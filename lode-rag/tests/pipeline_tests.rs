//! Ingestion and query behaviour of the RAG pipeline.

use std::sync::Arc;
use std::sync::atomic::{AtomicUsize, Ordering};

use async_trait::async_trait;
use lode_rag::{
    Document, EmbeddingProvider, InMemoryVectorStore, RagConfig, RagError, RagPipeline,
    SimpleEmbeddingProvider, VectorStore,
};

/// Counts calls and maps known words onto fixed directions.
#[derive(Default)]
struct KeywordEmbedder {
    calls: AtomicUsize,
}

#[async_trait]
impl EmbeddingProvider for KeywordEmbedder {
    async fn embed(&self, text: &str) -> lode_rag::Result<Vec<f32>> {
        self.calls.fetch_add(1, Ordering::SeqCst);
        let text = text.to_lowercase();
        Ok(vec![
            if text.contains("rust") { 1.0 } else { 0.0 },
            if text.contains("python") { 1.0 } else { 0.0 },
            if text.contains("go") { 1.0 } else { 0.0 },
        ])
    }

    fn dimensions(&self) -> usize {
        3
    }
}

/// Always fails, like a remote provider without credentials.
struct FailingEmbedder;

#[async_trait]
impl EmbeddingProvider for FailingEmbedder {
    async fn embed(&self, _text: &str) -> lode_rag::Result<Vec<f32>> {
        Err(RagError::EmbeddingError { provider: "test".into(), message: "offline".into() })
    }

    fn dimensions(&self) -> usize {
        3
    }
}

fn pipeline_with(
    embedder: Arc<dyn EmbeddingProvider>,
) -> (RagPipeline, Arc<InMemoryVectorStore>) {
    let store = Arc::new(InMemoryVectorStore::new());
    let pipeline = RagPipeline::builder()
        .config(RagConfig::default())
        .embedding_provider(embedder)
        .vector_store(store.clone())
        .build()
        .unwrap();
    (pipeline, store)
}

#[tokio::test]
async fn ingest_then_query_returns_relevant_chunk() {
    let embedder = Arc::new(KeywordEmbedder::default());
    let (pipeline, _) = pipeline_with(embedder.clone());

    let added = pipeline
        .ingest(&Document::new(
            "langs",
            "Rust has ownership. Rust has lifetimes. Rust has traits. Python has a GIL.",
        ))
        .await
        .unwrap();
    assert_eq!(added, 2);
    assert_eq!(embedder.calls.load(Ordering::SeqCst), 2);

    let results = pipeline.query("python").await.unwrap();
    assert_eq!(results.len(), 1);
    assert_eq!(results[0].chunk.id, "langs-2");
    assert_eq!(results[0].chunk.content, "Python has a GIL.");
    assert!((results[0].score - 1.0).abs() < 1e-6);
}

#[tokio::test]
async fn empty_document_is_rejected_without_embedding() {
    let embedder = Arc::new(KeywordEmbedder::default());
    let (pipeline, store) = pipeline_with(embedder.clone());

    let err = pipeline.ingest(&Document::new("empty", "")).await.unwrap_err();
    assert!(matches!(err, RagError::EmptyInput(_)));
    assert_eq!(embedder.calls.load(Ordering::SeqCst), 0);
    assert_eq!(store.len().await, 0);
}

#[tokio::test]
async fn whitespace_document_stores_nothing() {
    let embedder = Arc::new(KeywordEmbedder::default());
    let (pipeline, _) = pipeline_with(embedder.clone());

    assert_eq!(pipeline.ingest(&Document::new("blank", "  . . ")).await.unwrap(), 0);
    assert_eq!(embedder.calls.load(Ordering::SeqCst), 0);
    assert_eq!(pipeline.chunk_count().await, 0);
}

#[tokio::test]
async fn oversized_document_is_rejected_atomically() {
    let embedder = Arc::new(KeywordEmbedder::default());
    let (pipeline, store) = pipeline_with(embedder.clone());

    // 16 sentences at 3 per chunk make 6 chunks, one over the default ceiling.
    let text = "Rust is fast. ".repeat(16);
    let err = pipeline.ingest(&Document::new("big", text)).await.unwrap_err();

    assert!(matches!(err, RagError::TooManyChunks { count: 6, max: 5 }));
    assert_eq!(store.len().await, 0);
    assert_eq!(embedder.calls.load(Ordering::SeqCst), 0);
}

#[tokio::test]
async fn document_at_the_ceiling_is_accepted() {
    let (pipeline, _) = pipeline_with(Arc::new(KeywordEmbedder::default()));
    let text = "Rust is fast. ".repeat(15);
    assert_eq!(pipeline.ingest(&Document::new("edge", text)).await.unwrap(), 5);
}

#[tokio::test]
async fn threshold_filters_weak_matches_but_search_keeps_them() {
    let (pipeline, _) = pipeline_with(Arc::new(KeywordEmbedder::default()));
    pipeline.ingest(&Document::new("a", "Rust and Go.")).await.unwrap();
    pipeline.ingest(&Document::new("b", "Python only.")).await.unwrap();

    // Both chunks exist; "python" is orthogonal to the first one.
    let raw = pipeline.search("python").await.unwrap();
    assert_eq!(raw.len(), 2);

    let filtered = pipeline.query("python").await.unwrap();
    assert_eq!(filtered.len(), 1);
    assert_eq!(filtered[0].chunk.source, "b");
}

#[tokio::test]
async fn nothing_above_threshold_is_an_empty_list() {
    let (pipeline, _) = pipeline_with(Arc::new(KeywordEmbedder::default()));
    pipeline.ingest(&Document::new("a", "Rust only.")).await.unwrap();

    assert!(pipeline.query("python").await.unwrap().is_empty());
}

#[tokio::test]
async fn empty_query_is_rejected() {
    let (pipeline, _) = pipeline_with(Arc::new(KeywordEmbedder::default()));
    let err = pipeline.query("").await.unwrap_err();
    assert!(matches!(err, RagError::EmptyInput("query")));
}

#[tokio::test]
async fn query_on_empty_store_is_empty() {
    let (pipeline, _) = pipeline_with(Arc::new(SimpleEmbeddingProvider::new()));
    assert!(pipeline.query("anything at all").await.unwrap().is_empty());
}

#[tokio::test]
async fn failing_embedder_degrades_to_zero_similarity() {
    let (pipeline, store) = pipeline_with(Arc::new(FailingEmbedder));

    assert_eq!(pipeline.ingest(&Document::new("doc", "One. Two.")).await.unwrap(), 1);
    let stored = store.search(&[1.0, 0.0, 0.0], 10).await;
    assert_eq!(stored.len(), 1);
    assert!(stored[0].chunk.embedding.is_empty());

    let raw = pipeline.search("one").await.unwrap();
    assert_eq!(raw.len(), 1);
    assert_eq!(raw[0].score, 0.0);
    assert!(pipeline.query("one").await.unwrap().is_empty());
}

#[tokio::test]
async fn reset_clears_the_store() {
    let (pipeline, _) = pipeline_with(Arc::new(KeywordEmbedder::default()));
    pipeline.ingest(&Document::new("a", "Rust. Go.")).await.unwrap();
    assert_eq!(pipeline.chunk_count().await, 1);

    pipeline.reset().await;
    assert_eq!(pipeline.chunk_count().await, 0);
    assert!(pipeline.search("rust").await.unwrap().is_empty());
}

#[tokio::test]
async fn top_k_caps_the_candidate_list() {
    let (pipeline, _) = pipeline_with(Arc::new(KeywordEmbedder::default()));
    for source in ["a", "b", "c", "d"] {
        pipeline.ingest(&Document::new(source, "Rust.")).await.unwrap();
    }

    let results = pipeline.query("rust").await.unwrap();
    assert_eq!(results.len(), 3);
    let sources: Vec<&str> = results.iter().map(|r| r.chunk.source.as_str()).collect();
    assert_eq!(sources, vec!["a", "b", "c"]);
}

#[test]
fn builder_requires_embedder_and_store() {
    let err = RagPipeline::builder().build().err().unwrap();
    assert!(matches!(err, RagError::ConfigError(_)));

    let err = RagPipeline::builder()
        .embedding_provider(Arc::new(SimpleEmbeddingProvider::new()))
        .build()
        .err()
        .unwrap();
    assert!(err.to_string().contains("vector_store"));
}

- - - - - - -

Set every line of the listing down word for word.

filename lode-rag/tests/pipeline_tests.rs
//! Ingestion and query behaviour of the RAG pipeline.

use std::sync::Arc;
use std::sync::atomic::{AtomicUsize, Ordering};

use async_trait::async_trait;
use lode_rag::{
    Document, EmbeddingProvider, InMemoryVectorStore, RagConfig, RagError, RagPipeline,
    SimpleEmbeddingProvider, VectorStore,
};

/// Counts calls and maps known words onto fixed directions.
#[derive(Default)]
struct KeywordEmbedder {
    calls: AtomicUsize,
}

#[async_trait]
impl EmbeddingProvider for KeywordEmbedder {
    async fn embed(&self, text: &str) -> lode_rag::Result<Vec<f32>> {
        self.calls.fetch_add(1, Ordering::SeqCst);
        let text = text.to_lowercase();
        Ok(vec![
            if text.contains("rust") { 1.0 } else { 0.0 },
            if text.contains("python") { 1.0 } else { 0.0 },
            if text.contains("go") { 1.0 } else { 0.0 },
        ])
    }

    fn dimensions(&self) -> usize {
        3
    }
}

/// Always fails, like a remote provider without credentials.
struct FailingEmbedder;

#[async_trait]
impl EmbeddingProvider for FailingEmbedder {
    async fn embed(&self, _text: &str) -> lode_rag::Result<Vec<f32>> {
        Err(RagError::EmbeddingError { provider: "test".into(), message: "offline".into() })
    }

    fn dimensions(&self) -> usize {
        3
    }
}

fn pipeline_with(
    embedder: Arc<dyn EmbeddingProvider>,
) -> (RagPipeline, Arc<InMemoryVectorStore>) {
    let store = Arc::new(InMemoryVectorStore::new());
    let pipeline = RagPipeline::builder()
        .config(RagConfig::default())
        .embedding_provider(embedder)
        .vector_store(store.clone())
        .build()
        .unwrap();
    (pipeline, store)
}

#[tokio::test]
async fn ingest_then_query_returns_relevant_chunk() {
    let embedder = Arc::new(KeywordEmbedder::default());
    let (pipeline, _) = pipeline_with(embedder.clone());

    let added = pipeline
        .ingest(&Document::new(
            "langs",
            "Rust has ownership. Rust has lifetimes. Rust has traits. Python has a GIL.",
        ))
        .await
        .unwrap();
    assert_eq!(added, 2);
    assert_eq!(embedder.calls.load(Ordering::SeqCst), 2);

    let results = pipeline.query("python").await.unwrap();
    assert_eq!(results.len(), 1);
    assert_eq!(results[0].chunk.id, "langs-2");
    assert_eq!(results[0].chunk.content, "Python has a GIL.");
    assert!((results[0].score - 1.0).abs() < 1e-6);
}

#[tokio::test]
async fn empty_document_is_rejected_without_embedding() {
    let embedder = Arc::new(KeywordEmbedder::default());
    let (pipeline, store) = pipeline_with(embedder.clone());

    let err = pipeline.ingest(&Document::new("empty", "")).await.unwrap_err();
    assert!(matches!(err, RagError::EmptyInput(_)));
    assert_eq!(embedder.calls.load(Ordering::SeqCst), 0);
    assert_eq!(store.len().await, 0);
}

#[tokio::test]
async fn whitespace_document_stores_nothing() {
    let embedder = Arc::new(KeywordEmbedder::default());
    let (pipeline, _) = pipeline_with(embedder.clone());

    assert_eq!(pipeline.ingest(&Document::new("blank", "  . . ")).await.unwrap(), 0);
    assert_eq!(embedder.calls.load(Ordering::SeqCst), 0);
    assert_eq!(pipeline.chunk_count().await, 0);
}

#[tokio::test]
async fn oversized_document_is_rejected_atomically() {
    let embedder = Arc::new(KeywordEmbedder::default());
    let (pipeline, store) = pipeline_with(embedder.clone());

    // 16 sentences at 3 per chunk make 6 chunks, one over the default ceiling.
    let text = "Rust is fast. ".repeat(16);
    let err = pipeline.ingest(&Document::new("big", text)).await.unwrap_err();

    assert!(matches!(err, RagError::TooManyChunks { count: 6, max: 5 }));
    assert_eq!(store.len().await, 0);
    assert_eq!(embedder.calls.load(Ordering::SeqCst), 0);
}

#[tokio::test]
async fn document_at_the_ceiling_is_accepted() {
    let (pipeline, _) = pipeline_with(Arc::new(KeywordEmbedder::default()));
    let text = "Rust is fast. ".repeat(15);
    assert_eq!(pipeline.ingest(&Document::new("edge", text)).await.unwrap(), 5);
}

#[tokio::test]
async fn threshold_filters_weak_matches_but_search_keeps_them() {
    let (pipeline, _) = pipeline_with(Arc::new(KeywordEmbedder::default()));
    pipeline.ingest(&Document::new("a", "Rust and Go.")).await.unwrap();
    pipeline.ingest(&Document::new("b", "Python only.")).await.unwrap();

    // Both chunks exist; "python" is orthogonal to the first one.
    let raw = pipeline.search("python").await.unwrap();
    assert_eq!(raw.len(), 2);

    let filtered = pipeline.query("python").await.unwrap();
    assert_eq!(filtered.len(), 1);
    assert_eq!(filtered[0].chunk.source, "b");
}

#[tokio::test]
async fn nothing_above_threshold_is_an_empty_list() {
    let (pipeline, _) = pipeline_with(Arc::new(KeywordEmbedder::default()));
    pipeline.ingest(&Document::new("a", "Rust only.")).await.unwrap();

    assert!(pipeline.query("python").await.unwrap().is_empty());
}

#[tokio::test]
async fn empty_query_is_rejected() {
    let (pipeline, _) = pipeline_with(Arc::new(KeywordEmbedder::default()));
    let err = pipeline.query("").await.unwrap_err();
    assert!(matches!(err, RagError::EmptyInput("query")));
}

#[tokio::test]
async fn query_on_empty_store_is_empty() {
    let (pipeline, _) = pipeline_with(Arc::new(SimpleEmbeddingProvider::new()));
    assert!(pipeline.query("anything at all").await.unwrap().is_empty());
}

#[tokio::test]
async fn failing_embedder_degrades_to_zero_similarity() {
    let (pipeline, store) = pipeline_with(Arc::new(FailingEmbedder));

    assert_eq!(pipeline.ingest(&Document::new("doc", "One. Two.")).await.unwrap(), 1);
    let stored = store.search(&[1.0, 0.0, 0.0], 10).await;
    assert_eq!(stored.len(), 1);
    assert!(stored[0].chunk.embedding.is_empty());

    let raw = pipeline.search("one").await.unwrap();
    assert_eq!(raw.len(), 1);
    assert_eq!(raw[0].score, 0.0);
    assert!(pipeline.query("one").await.unwrap().is_empty());
}

#[tokio::test]
async fn reset_clears_the_store() {
    let (pipeline, _) = pipeline_with(Arc::new(KeywordEmbedder::default()));
    pipeline.ingest(&Document::new("a", "Rust. Go.")).await.unwrap();
    assert_eq!(pipeline.chunk_count().await, 1);

    pipeline.reset().await;
    assert_eq!(pipeline.chunk_count().await, 0);
    assert!(pipeline.search("rust").await.unwrap().is_empty());
}

#[tokio::test]
async fn top_k_caps_the_candidate_list() {
    let (pipeline, _) = pipeline_with(Arc::new(KeywordEmbedder::default()));
    for source in ["a", "b", "c", "d"] {
        pipeline.ingest(&Document::new(source, "Rust.")).await.unwrap();
    }

    let results = pipeline.query("rust").await.unwrap();
    assert_eq!(results.len(), 3);
    let sources: Vec<&str> = results.iter().map(|r| r.chunk.source.as_str()).collect();
    assert_eq!(sources, vec!["a", "b", "c"]);
}

#[test]
fn builder_requires_embedder_and_store() {
    let err = RagPipeline::builder().build().err().unwrap();
    assert!(matches!(err, RagError::ConfigError(_)));

    let err = RagPipeline::builder()
        .embedding_provider(Arc::new(SimpleEmbeddingProvider::new()))
        .build()
        .err()
        .unwrap();
    assert!(err.to_string().contains("vector_store"));
}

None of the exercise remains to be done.